那天早上,我睁开眼,没有征兆,没有完成什么心理治疗,甚至没有刻意去原谅——胸腔里那颗滚了几十年的愤怒,就那么凭空蒸发了。
它曾经像一只烧红的铁球,日夜烙在心口。从童年就埋下,一路烧到成年。就是这两个人,不是直接伤害我的那双手,但他们的反应、事后的冷漠、偏袒、长期的忽略,一层一层叠在旧伤上,把痛裹成了恨。
恨曾经是我活下去的燃料。它让我清醒,让我知道自己被亏待过,让我把那些“为什么哥哥弟弟可以,我不可以”的不甘,转化成一道坚硬的壳。可那天它突然没了,我站在镜前,第一次感到的不是解脱,而是恐慌。
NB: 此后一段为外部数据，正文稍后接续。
//! Shared fixtures for engine tests

#![allow(dead_code)]

use tinyrtu_core::loopback::{LineLog, Loopback};
use tinyrtu_core::protocol::crc::{crc16, crc_bytes};
use tinyrtu_core::{AffectedRegisters, LineTiming, RegisterWindow, RtuSlave, SlaveEvents};

/// Instrument address used by the fixtures
pub const ADDRESS: u8 = 0x11;

/// Slave plus the loopback line it talks to
pub struct Rig {
    pub slave: RtuSlave,
    pub events: SlaveEvents,
    pub log: LineLog,
    pub loopback: Loopback,
    pub timing: LineTiming,
}

impl Rig {
    /// Feed raw bytes and let the silence threshold elapse
    pub fn deliver(&self, bytes: &[u8]) {
        Loopback::deliver(&self.events, bytes, self.timing.silence_ticks);
    }

    /// Seal `body` with its checksum, deliver it and poll once
    pub fn request(&self, body: &[u8]) -> AffectedRegisters {
        self.deliver(&frame(body));
        self.slave.poll().expect("poll should not fail on loopback")
    }

    /// Store contents as a vector
    pub fn registers(&self) -> Vec<u16> {
        (0..self.slave.window().len())
            .map(|i| self.slave.register(i).unwrap())
            .collect()
    }
}

/// Instrument 17 serving addresses 100..=104, completions attached
pub fn rig() -> Rig {
    rig_with(RegisterWindow::new(ADDRESS, 100, 5).unwrap(), true)
}

/// Rig over `window`; with `attach == false` no byte ever completes
pub fn rig_with(window: RegisterWindow, attach: bool) -> Rig {
    let timing = LineTiming::default();
    let mut loopback = Loopback::new();
    let slave = RtuSlave::new(window, timing, loopback.line(), loopback.delay());
    let events = slave.events();
    if attach {
        loopback.attach(events.clone());
    }
    Rig {
        slave,
        log: loopback.log(),
        events,
        loopback,
        timing,
    }
}

/// Append the MODBUS CRC (low byte first) to `body`
pub fn frame(body: &[u8]) -> Vec<u8> {
    let mut bytes = body.to_vec();
    bytes.extend_from_slice(&crc_bytes(crc16(body)));
    bytes
}

/// Write Multiple Registers request body
pub fn write_request(address: u8, start: u16, values: &[u16]) -> Vec<u8> {
    let mut body = vec![address, 0x10];
    body.extend_from_slice(&start.to_be_bytes());
    body.extend_from_slice(&(values.len() as u16).to_be_bytes());
    body.push((values.len() * 2) as u8);
    for v in values {
        body.extend_from_slice(&v.to_be_bytes());
    }
    body
}

/// Read Holding Registers request body
pub fn read_request(address: u8, start: u16, count: u16) -> Vec<u8> {
    let mut body = vec![address, 0x03];
    body.extend_from_slice(&start.to_be_bytes());
    body.extend_from_slice(&count.to_be_bytes());
    body
}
愤怒走了之后,最先露出的不是平静,而是下面的烧伤痕迹。那些被恨烫出的疤,一块一块醒过来了。原来恨意只是盖在上面的厚痂,如今痂掉了,底下坑坑洼洼的旧伤依然在呼吸。
接着浮上来的是嫉妒——从没学过和逻辑握手的嫉妒。小时候嫉妒兄弟得到的关注,成年后嫉妒他们的人生没有背负同样的阴影。这些年我总以为愤怒是最后的防线,没了它,那些嫉妒会不会像野草一样疯长?
然后就是空洞。恨一个人太久,它会成为你的坐标系。日子该怎么过,情绪往哪儿摆,忽然失了准星。我开始没完没了地问自己:它去哪儿了?为什么偏偏是现在?难道连恨都嫌我累了,也松开了手?
可笑的是,当愤怒抽身离去,我才发现自己连“不恨了”这件事都不知道怎么接受。原来恨比爱更让人依赖——至少它从不暧昧,它的存在本身就是一句明确的判词:你被亏待过。
而现在,只剩下这些灼痕、这些没解开的嫉妒,和一个空荡荡的心室。唯一可以确定的是,我终于不用再和愤怒一起睡了。至于那些剩下的东西怎么收拾,那是另一个没有说明书的长夜。
但或许,愤怒的离开并不是为了留白,而是为了腾出位置。那些焦痕、嫉妒、惘然,终于能被看见了,不用再被滚烫的恨意淹没。就算现在还不知该怎么办,至少,那片空地是我的,不是恨的。